Purchasing managers sound warning over pressure on costs and margins amid booming market
Housebuilding workloads grew at the fastest pace seen in almost 20 years in June, according to the latest survey of construction industry purchasing managers.
The monthly purchasing managers’ index conducted by IHS Markit for CIPS found that the housebuilding sector recorded a score of 68.2, where any figure above 50 denotes growth. This was the highest number seen since November 2003.
This was up from the 66.3 recorded in the same survey last month.
Overall, the survey found construction’s rate of growth hit a 24 year high, driven both by the booming housing market and a recovering commercial sector.
The latest data underlined the problems many are now facing over materials and labour shortages, with the problems sending business confidence in construction to a six month low.
The overall CIPS monthly index for June stood at 66.3 – the highest figure since June 1997 and up from the 64.2 recorded in May.
As well as the growth in housebuilding, commercial work saw the pace of recovery hit its highest level since March 1998 with a score of 66.9. But the speed of activity in civil engineering slowed to a three month low with a score of 60.7.
This morning’s figures mean that total new orders have been above the 50 no-charge mark in each of the past 13 months. The current recovery began in May last year following a catastrophic April 2020 which saw output plummet as the restrictions caused by the first national lockdown to deal with the covid-19 pandemic began to bite.
But concerns remain about access to materials with last month being recorded as the worst ever for supplier delays since the survey began in April 1997.
Shipping and road haulage problems have been blamed for the delays with materials in short supply including cement, plaster, steel, timber and roof tiles.
KPMG head of infrastructure, building and construction Jan Crosby said: “These shortages and price rises are causing builds to be more expensive overall and making it difficult for the sector to plan for unexpected costs on projects.”

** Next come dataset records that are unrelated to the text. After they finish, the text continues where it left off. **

//! Chunk grid over world cells.
//!
//! Each chunk covers `[cx*S, (cx+1)*S) x [cy*S, (cy+1)*S)` for chunk size
//! `S`. In single-chunk mode everything maps to `(0,0)`, which keeps small
//! deployments on one persistence row.

use std::collections::{HashMap, HashSet};

use crate::entity::{Cell, Food, Obstacles, Snake};

const MIN_CHUNK_SIZE: i32 = 8;

/// Chunk coordinates.
#[derive(Debug, Clone, Copy, PartialEq, Eq, Hash, Default)]
pub struct ChunkId {
    pub cx: i32,
    pub cy: i32,
}

/// Per-chunk occupancy, rebuilt after every tick.
#[derive(Debug, Default)]
pub struct ChunkData {
    pub id: ChunkId,
    pub snake_ids: HashSet<i32>,
    pub foods: Vec<Food>,
    pub obstacles: Vec<Cell>,
    pub dirty: bool,
    pub dirty_since_tick: u64,
}

/// Maps cells to chunks and tracks which chunk holds each snake head.
#[derive(Debug)]
pub struct ChunkManager {
    chunk_size: i32,
    single_chunk_mode: bool,
    chunks: HashMap<ChunkId, ChunkData>,
    snake_head_chunk: HashMap<i32, ChunkId>,
}

impl ChunkManager {
    pub fn new(chunk_size: i32, single_chunk_mode: bool) -> Self {
        Self {
            chunk_size: chunk_size.max(MIN_CHUNK_SIZE),
            single_chunk_mode,
            chunks: HashMap::new(),
            snake_head_chunk: HashMap::new(),
        }
    }

    pub fn set_config(&mut self, chunk_size: i32, single_chunk_mode: bool) {
        self.chunk_size = chunk_size.max(MIN_CHUNK_SIZE);
        self.single_chunk_mode = single_chunk_mode;
    }

    pub fn coord_to_chunk(&self, x: i32, y: i32) -> ChunkId {
        if self.single_chunk_mode {
            return ChunkId::default();
        }
        ChunkId {
            cx: (x as f64 / self.chunk_size as f64).floor() as i32,
            cy: (y as f64 / self.chunk_size as f64).floor() as i32,
        }
    }

    /// The `(2r+1)^2` square neighborhood around `center`.
    pub fn chunks_in_radius(&self, center: ChunkId, radius: i32) -> Vec<ChunkId> {
        let r = radius.max(0);
        let side = (2 * r + 1) as usize;
        let mut out = Vec::with_capacity(side * side);
        for dx in -r..=r {
            for dy in -r..=r {
                out.push(ChunkId {
                    cx: center.cx + dx,
                    cy: center.cy + dy,
                });
            }
        }
        out
    }

    fn ensure_chunk(&mut self, id: ChunkId, tick_id: u64) -> &mut ChunkData {
        self.chunks.entry(id).or_insert_with(|| ChunkData {
            id,
            dirty: true,
            dirty_since_tick: tick_id,
            ..ChunkData::default()
        })
    }

    /// Re-indexes snake heads, foods, and obstacles into chunks.
    pub fn rebuild(
        &mut self,
        snakes: &[Snake],
        foods: &[Food],
        obstacles: &Obstacles,
        tick_id: u64,
    ) {
        self.chunks.clear();
        self.snake_head_chunk.clear();

        for s in snakes {
            let Some(head) = s.head() else { continue };
            if !s.alive {
                continue;
            }
            let id = self.coord_to_chunk(head.x, head.y);
            self.ensure_chunk(id, tick_id).snake_ids.insert(s.id);
            self.snake_head_chunk.insert(s.id, id);
        }

        for &f in foods {
            let id = self.coord_to_chunk(f.x, f.y);
            self.ensure_chunk(id, tick_id).foods.push(f);
        }

        for o in obstacles {
            let id = self.coord_to_chunk(o.pos.x, o.pos.y);
            self.ensure_chunk(id, tick_id).obstacles.push(o.pos);
        }
    }

    pub fn chunks(&self) -> &HashMap<ChunkId, ChunkData> {
        &self.chunks
    }

    /// Whether the snake's recorded head chunk is in the visible set.
    pub fn snake_in_chunks(&self, snake_id: i32, visible: &HashSet<ChunkId>) -> bool {
        self.snake_head_chunk
            .get(&snake_id)
            .is_some_and(|id| visible.contains(id))
    }

    pub fn food_in_chunks(&self, food: Food, visible: &HashSet<ChunkId>) -> bool {
        visible.contains(&self.coord_to_chunk(food.x, food.y))
    }
}
use reqwest::{Client, StatusCode};
use serde::{Deserialize, Serialize};
use thiserror::Error;
use url::Url;

pub const GOOGLE_AUTHORIZE_URL: &str = "https://accounts.google.com/o/oauth2/auth";
pub const GOOGLE_TOKEN_URL: &str = "https://oauth2.googleapis.com/token";

#[derive(Debug, Error)]
pub enum OAuthError {
    #[error("request failed: {0}")]
    Request(#[from] reqwest::Error),
    #[error("invalid endpoint url: {0}")]
    Url(#[from] url::ParseError),
    #[error("api returned {status}: {body}")]
    Api { status: StatusCode, body: String },
}

#[derive(Clone)]
pub struct OAuthClient {
    http: Client,
    authorize_url: Url,
    token_url: Url,
    client_id: String,
    client_secret: String,
}

impl OAuthClient {
    pub fn new(
        client_id: impl Into<String>,
        client_secret: impl Into<String>,
    ) -> Result<Self, OAuthError> {
        Self::with_endpoints(
            GOOGLE_AUTHORIZE_URL,
            GOOGLE_TOKEN_URL,
            client_id,
            client_secret,
        )
    }

    pub fn with_endpoints(
        authorize_url: &str,
        token_url: &str,
        client_id: impl Into<String>,
        client_secret: impl Into<String>,
    ) -> Result<Self, OAuthError> {
        Ok(Self {
            http: Client::new(),
            authorize_url: Url::parse(authorize_url)?,
            token_url: Url::parse(token_url)?,
            client_id: client_id.into(),
            client_secret: client_secret.into(),
        })
    }

    pub fn client_id(&self) -> &str {
        &self.client_id
    }

    /// Builds the consent URL. Offline access is always requested so the
    /// token response carries a refresh token.
    pub fn authorize_url(&self, redirect_uri: &str, scope: &str, state: Option<&str>) -> Url {
        let mut url = self.authorize_url.clone();
        {
            let mut query = url.query_pairs_mut();
            query.append_pair("response_type", "code");
            query.append_pair("client_id", &self.client_id);
            query.append_pair("redirect_uri", redirect_uri);
            query.append_pair("scope", scope);
            query.append_pair("access_type", "offline");
            query.append_pair("prompt", "consent");
            if let Some(state) = state {
                query.append_pair("state", state);
            }
        }
        url
    }

    pub async fn exchange_code(
        &self,
        code: &str,
        redirect_uri: &str,
    ) -> Result<OAuthToken, OAuthError> {
        let form = [
            ("grant_type", "authorization_code"),
            ("code", code),
            ("client_id", self.client_id.as_str()),
            ("client_secret", self.client_secret.as_str()),
            ("redirect_uri", redirect_uri),
        ];
        self.post_token_form(&form).await
    }

    pub async fn refresh_token(
        &self,
        refresh_token: &str,
        scope: Option<&str>,
    ) -> Result<OAuthToken, OAuthError> {
        let mut form = vec![
            ("grant_type", "refresh_token"),
            ("refresh_token", refresh_token),
            ("client_id", self.client_id.as_str()),
            ("client_secret", self.client_secret.as_str()),
        ];
        if let Some(scope) = scope {
            form.push(("scope", scope));
        }
        self.post_token_form(&form).await
    }

    async fn post_token_form(&self, form: &[(&str, &str)]) -> Result<OAuthToken, OAuthError> {
        let response = self
            .http
            .post(self.token_url.clone())
            .form(form)
            .send()
            .await?;
        if response.status().is_success() {
            Ok(response.json::<OAuthToken>().await?)
        } else {
            let status = response.status();
            let body = response.text().await.unwrap_or_default();
            Err(OAuthError::Api { status, body })
        }
    }
}

#[derive(Debug, Deserialize, Serialize)]
pub struct OAuthToken {
    pub access_token: String,
    pub token_type: String,
    #[serde(default)]
    pub expires_in: Option<u64>,
    #[serde(default)]
    pub refresh_token: Option<String>,
    #[serde(default)]
    pub scope: Option<String>,
}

The survey confirmed materials price hikes are starting to take effect with subcontractors now factoring in the rises, as well as problems in getting hold of labour, which meant the prices they charged jumped by the steepest amount since records began.

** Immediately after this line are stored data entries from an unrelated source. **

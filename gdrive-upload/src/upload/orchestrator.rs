use std::fmt;
use std::path::Path;

use tracing::{debug, info};

use crate::remote::RemoteStore;

use super::collision::resolve_collision;
use super::destination::DestinationPath;
use super::error::UploadError;
use super::folders::create_missing_folders;
use super::source::SourceFile;
use super::walker::{FolderDescriptor, walk_remote_tree};

/// Outcome of reconciling a destination path with the remote tree.
#[derive(Debug, Clone, PartialEq, Eq)]
pub struct ResolutionResult {
    pub root: FolderDescriptor,
    /// Existing folders, root to leaf. Holds only `root` when the
    /// destination has no folder segments.
    pub present_folders: Vec<FolderDescriptor>,
    /// Segments still to be created, in creation order.
    pub missing_folders: Vec<String>,
    pub final_file_name: String,
}

impl ResolutionResult {
    /// Deepest folder that already exists; the container root when none do.
    pub fn deepest_present(&self) -> &FolderDescriptor {
        self.present_folders.last().unwrap_or(&self.root)
    }

    pub fn needs_folders(&self) -> bool {
        !self.missing_folders.is_empty()
    }
}

/// Everything decided before any write happens.
#[derive(Debug, Clone, PartialEq, Eq)]
pub struct UploadPlan {
    pub source: SourceFile,
    pub destination: DestinationPath,
    pub resolution: ResolutionResult,
}

impl fmt::Display for UploadPlan {
    fn fmt(&self, f: &mut fmt::Formatter<'_>) -> fmt::Result {
        let resolution = &self.resolution;
        writeln!(
            f,
            "source:           {} ({}, {} bytes)",
            self.source.path.display(),
            self.source.mime_type,
            self.source.size
        )?;
        writeln!(f, "destination:      {}", self.destination.normalized())?;
        let existing: Vec<&str> = resolution
            .present_folders
            .iter()
            .filter(|folder| folder.id != resolution.root.id)
            .map(|folder| folder.name.as_str())
            .collect();
        writeln!(
            f,
            "existing folders: {}",
            display_list(&existing, &resolution.root.name)
        )?;
        let missing: Vec<&str> = resolution.missing_folders.iter().map(String::as_str).collect();
        writeln!(f, "folders to create: {}", display_list(&missing, "none"))?;
        write!(f, "upload as:        {}", resolution.final_file_name)
    }
}

fn display_list(items: &[&str], empty: &str) -> String {
    if items.is_empty() {
        empty.to_string()
    } else {
        items.join(" / ")
    }
}

/// Result of a completed upload.
#[derive(Debug, Clone, PartialEq, Eq)]
pub struct UploadReport {
    pub file_id: String,
    pub file_name: String,
    pub parent_id: String,
    pub created_folders: usize,
    pub mime_type: String,
    pub size: u64,
}

/// Entry point tying source inspection, destination resolution, folder
/// creation and the upload together. Remote calls are issued one at a time.
pub struct UploadOrchestrator<'a, S: ?Sized> {
    store: &'a S,
}

impl<'a, S> UploadOrchestrator<'a, S>
where
    S: RemoteStore + ?Sized,
{
    pub fn new(store: &'a S) -> Self {
        Self { store }
    }

    /// Splits `destination` into existing and missing folders and picks the
    /// final file name. Only listings are issued.
    pub async fn resolve(
        &self,
        destination: &DestinationPath,
    ) -> Result<ResolutionResult, UploadError> {
        let root = self.store.root();
        let walk = walk_remote_tree(self.store, &root, &destination.segments).await?;

        let mut resolution = ResolutionResult {
            root,
            present_folders: walk.present,
            missing_folders: walk.missing,
            final_file_name: destination.leaf.clone(),
        };
        if !resolution.needs_folders() {
            let parent_id = resolution.deepest_present().id.clone();
            resolution.final_file_name =
                resolve_collision(self.store, &parent_id, &destination.leaf)
                    .await
                    .map_err(|source| UploadError::RemoteQuery {
                        folder: destination.leaf.clone(),
                        source,
                    })?;
        }
        Ok(resolution)
    }

    /// Plans an upload of the file at `source_path` without changing anything remotely.
    pub async fn plan(&self, source_path: &Path, destination: &str) -> Result<UploadPlan, UploadError> {
        let source = SourceFile::inspect(source_path)?;
        self.plan_source(source, destination).await
    }

    pub async fn plan_source(
        &self,
        source: SourceFile,
        destination: &str,
    ) -> Result<UploadPlan, UploadError> {
        let destination = DestinationPath::parse(destination, &source.name);
        debug!(
            destination = %destination.normalized(),
            root = destination.is_root(),
            "parsed destination"
        );
        let resolution = self.resolve(&destination).await?;
        Ok(UploadPlan {
            source,
            destination,
            resolution,
        })
    }

    /// Uploads the file at `source_path` to `destination`.
    pub async fn upload(
        &self,
        source_path: &Path,
        destination: &str,
    ) -> Result<UploadReport, UploadError> {
        let plan = self.plan(source_path, destination).await?;
        self.execute(plan).await
    }

    /// Uploads an already inspected source file to `destination`.
    pub async fn upload_source(
        &self,
        source: SourceFile,
        destination: &str,
    ) -> Result<UploadReport, UploadError> {
        let plan = self.plan_source(source, destination).await?;
        self.execute(plan).await
    }

    /// Creates the planned folders, then uploads.
    pub async fn execute(&self, plan: UploadPlan) -> Result<UploadReport, UploadError> {
        let UploadPlan {
            source,
            resolution,
            ..
        } = plan;

        let parent = if resolution.needs_folders() {
            create_missing_folders(
                self.store,
                resolution.deepest_present(),
                &resolution.missing_folders,
            )
            .await?
        } else {
            resolution.deepest_present().clone()
        };

        let file_name = resolution.final_file_name;
        let file_id = self
            .store
            .upload_file(&parent.id, &file_name, &source.mime_type, &source.path)
            .await
            .map_err(|source| UploadError::RemoteUpload {
                name: file_name.clone(),
                source,
            })?;
        info!(file_id = %file_id, name = %file_name, parent_id = %parent.id, "file uploaded");

        Ok(UploadReport {
            file_id,
            file_name,
            parent_id: parent.id,
            created_folders: resolution.missing_folders.len(),
            mime_type: source.mime_type,
            size: source.size,
        })
    }
}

All this was denting confidence, IHS Markit economic director Tim Moore said, who added: “Escalating cost pressures and concerns about labour availability appear to have constrained business optimism at some building firms. The degree of positive sentiment towards the year ahead growth outlook remained high but eased to its lowest since the start of 2021.”
Scape boss Mark Robinson said materials shortages would pass but the industry needed to address the problem of finding enough workers to carry out the government’s promised building boom. “The government must ensure specific trades are included in the shortage occupation list to alleviate pressure,” he added.

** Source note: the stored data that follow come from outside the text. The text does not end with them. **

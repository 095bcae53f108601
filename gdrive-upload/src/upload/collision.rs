use tracing::{debug, info};

use crate::remote::{ChildFilter, RemoteError, RemoteStore};

/// Splits `name` at its last `.` into base and extension (with the dot).
/// Leading dots do not start an extension, so `.bashrc` has none.
pub fn split_extension(name: &str) -> (&str, &str) {
    match name.rfind('.') {
        Some(dot) if !name[..dot].chars().all(|c| c == '.') => (&name[..dot], &name[dot..]),
        _ => (name, ""),
    }
}

/// Picks the name to upload under, given the names of existing siblings
/// that contain the leaf's base name.
///
/// A sibling named exactly `base` (any extension) counts as copy 1 and
/// `base (N)` as copy N; the result is `base (max + 1)ext`. When siblings
/// exist but none of them follows that pattern the suffix is ` (1)`.
pub fn next_free_name(leaf: &str, existing: &[String]) -> String {
    if existing.is_empty() {
        return leaf.to_string();
    }
    let (base, extension) = split_extension(leaf);
    let number = existing
        .iter()
        .filter_map(|name| copy_number(base, split_extension(name).0))
        .max()
        .map_or(1, |max| max.saturating_add(1));
    format!("{base} ({number}){extension}")
}

fn copy_number(base: &str, stem: &str) -> Option<u64> {
    if stem == base {
        return Some(1);
    }
    stem.strip_prefix(base)?
        .strip_prefix(" (")?
        .strip_suffix(')')?
        .parse()
        .ok()
}

/// Queries the parent for siblings whose name contains the leaf's base and
/// returns a collision-free name. Not safe against concurrent uploads into
/// the same folder.
pub async fn resolve_collision<S>(
    store: &S,
    parent_id: &str,
    leaf: &str,
) -> Result<String, RemoteError>
where
    S: RemoteStore + ?Sized,
{
    let (base, _) = split_extension(leaf);
    let existing: Vec<String> = store
        .list_children(parent_id, ChildFilter::name_containing(base))
        .await?
        .into_iter()
        .map(|entry| entry.name)
        .collect();
    debug!(parent_id, base, matches = existing.len(), "checked for name collisions");

    let name = next_free_name(leaf, &existing);
    if name != leaf {
        info!(original = leaf, renamed = %name, "destination name is taken, uploading under a new name");
    }
    Ok(name)
}
use std::path::Path;
use std::sync::Mutex;

use async_trait::async_trait;

use crate::remote::{ChildFilter, ListingEntry, NameMatch, RemoteError, RemoteStore};
use crate::upload::FolderDescriptor;

#[derive(Debug, Clone, PartialEq, Eq)]
pub enum Call {
    FindFolder {
        parent: String,
        name: String,
    },
    FindContaining {
        parent: String,
        fragment: String,
    },
    Create {
        parent: String,
        name: String,
    },
    Upload {
        parent: String,
        name: String,
        mime_type: String,
    },
}

#[derive(Debug, Clone)]
struct Entry {
    id: String,
    name: String,
    parent: String,
    folder: bool,
    trashed: bool,
}

#[derive(Default)]
struct State {
    entries: Vec<Entry>,
    calls: Vec<Call>,
    next_id: usize,
}

/// In-memory store recording every remote call in order.
#[derive(Default)]
pub struct FakeStore {
    state: Mutex<State>,
    failing_query_parent: Option<String>,
    failing_create_name: Option<String>,
    failing_upload: bool,
}

impl FakeStore {
    pub fn new() -> Self {
        Self::default()
    }

    pub fn with_folder(self, id: &str, name: &str, parent: &str) -> Self {
        self.with_entry(id, name, parent, true, false)
    }

    pub fn with_trashed_folder(self, id: &str, name: &str, parent: &str) -> Self {
        self.with_entry(id, name, parent, true, true)
    }

    pub fn with_file(self, id: &str, name: &str, parent: &str) -> Self {
        self.with_entry(id, name, parent, false, false)
    }

    pub fn failing_queries_under(mut self, parent: &str) -> Self {
        self.failing_query_parent = Some(parent.to_string());
        self
    }

    pub fn failing_create_of(mut self, name: &str) -> Self {
        self.failing_create_name = Some(name.to_string());
        self
    }

    pub fn failing_upload(mut self) -> Self {
        self.failing_upload = true;
        self
    }

    pub fn calls(&self) -> Vec<Call> {
        self.state.lock().unwrap().calls.clone()
    }

    pub fn children_of(&self, parent: &str) -> Vec<(String, String)> {
        self.state
            .lock()
            .unwrap()
            .entries
            .iter()
            .filter(|e| e.parent == parent)
            .map(|e| (e.id.clone(), e.name.clone()))
            .collect()
    }

    fn with_entry(self, id: &str, name: &str, parent: &str, folder: bool, trashed: bool) -> Self {
        self.state.lock().unwrap().entries.push(Entry {
            id: id.to_string(),
            name: name.to_string(),
            parent: parent.to_string(),
            folder,
            trashed,
        });
        self
    }
}

#[async_trait]
impl RemoteStore for FakeStore {
    fn root(&self) -> FolderDescriptor {
        FolderDescriptor::root("root", "My Drive")
    }

    async fn list_children(
        &self,
        parent_id: &str,
        filter: ChildFilter<'_>,
    ) -> Result<Vec<ListingEntry>, RemoteError> {
        let mut state = self.state.lock().unwrap();
        state.calls.push(match filter.name {
            NameMatch::Exact(name) => Call::FindFolder {
                parent: parent_id.to_string(),
                name: name.to_string(),
            },
            NameMatch::Contains(fragment) => Call::FindContaining {
                parent: parent_id.to_string(),
                fragment: fragment.to_string(),
            },
        });
        if self.failing_query_parent.as_deref() == Some(parent_id) {
            return Err(RemoteError::Rejected("listing unavailable".into()));
        }
        Ok(state
            .entries
            .iter()
            .filter(|e| e.parent == parent_id)
            .filter(|e| filter.include_trashed || !e.trashed)
            .filter(|e| !filter.folders_only || e.folder)
            .filter(|e| match filter.name {
                NameMatch::Exact(name) => e.name == name,
                NameMatch::Contains(fragment) => e.name.contains(fragment),
            })
            .map(|e| ListingEntry {
                id: e.id.clone(),
                name: e.name.clone(),
                parents: vec![e.parent.clone()],
            })
            .collect())
    }

    async fn create_folder(&self, parent_id: &str, name: &str) -> Result<String, RemoteError> {
        let mut state = self.state.lock().unwrap();
        state.calls.push(Call::Create {
            parent: parent_id.to_string(),
            name: name.to_string(),
        });
        if self.failing_create_name.as_deref() == Some(name) {
            return Err(RemoteError::Rejected("quota exceeded".into()));
        }
        state.next_id += 1;
        let id = format!("new-{}", state.next_id);
        state.entries.push(Entry {
            id: id.clone(),
            name: name.to_string(),
            parent: parent_id.to_string(),
            folder: true,
            trashed: false,
        });
        Ok(id)
    }

    async fn upload_file(
        &self,
        parent_id: &str,
        name: &str,
        mime_type: &str,
        _local_path: &Path,
    ) -> Result<String, RemoteError> {
        let mut state = self.state.lock().unwrap();
        state.calls.push(Call::Upload {
            parent: parent_id.to_string(),
            name: name.to_string(),
            mime_type: mime_type.to_string(),
        });
        if self.failing_upload {
            return Err(RemoteError::Rejected("upload interrupted".into()));
        }
        state.next_id += 1;
        let id = format!("file-{}", state.next_id);
        state.entries.push(Entry {
            id: id.clone(),
            name: name.to_string(),
            parent: parent_id.to_string(),
            folder: false,
            trashed: false,
        });
        Ok(id)
    }
}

The pressure on materials and labour resources will only get worse over the rest of the summer, the director of Lloyds Bank’s infrastructure and construction team predicted.
Max Jones added: “Pent-up demand for work on commercial projects in major cities, infrastructure in the regions and housing developments across the country threaten a battle for materials that many report are in short supply. This will create pinch points and potentially push up prices, eroding margins.
“HS2, which will be a major driver of work in the second half of the year, will expose some of the industry’s weaknesses. With the project attracting talent and skills from all over the country, it risks exacerbating the labour shortages contractors are already grappling with.”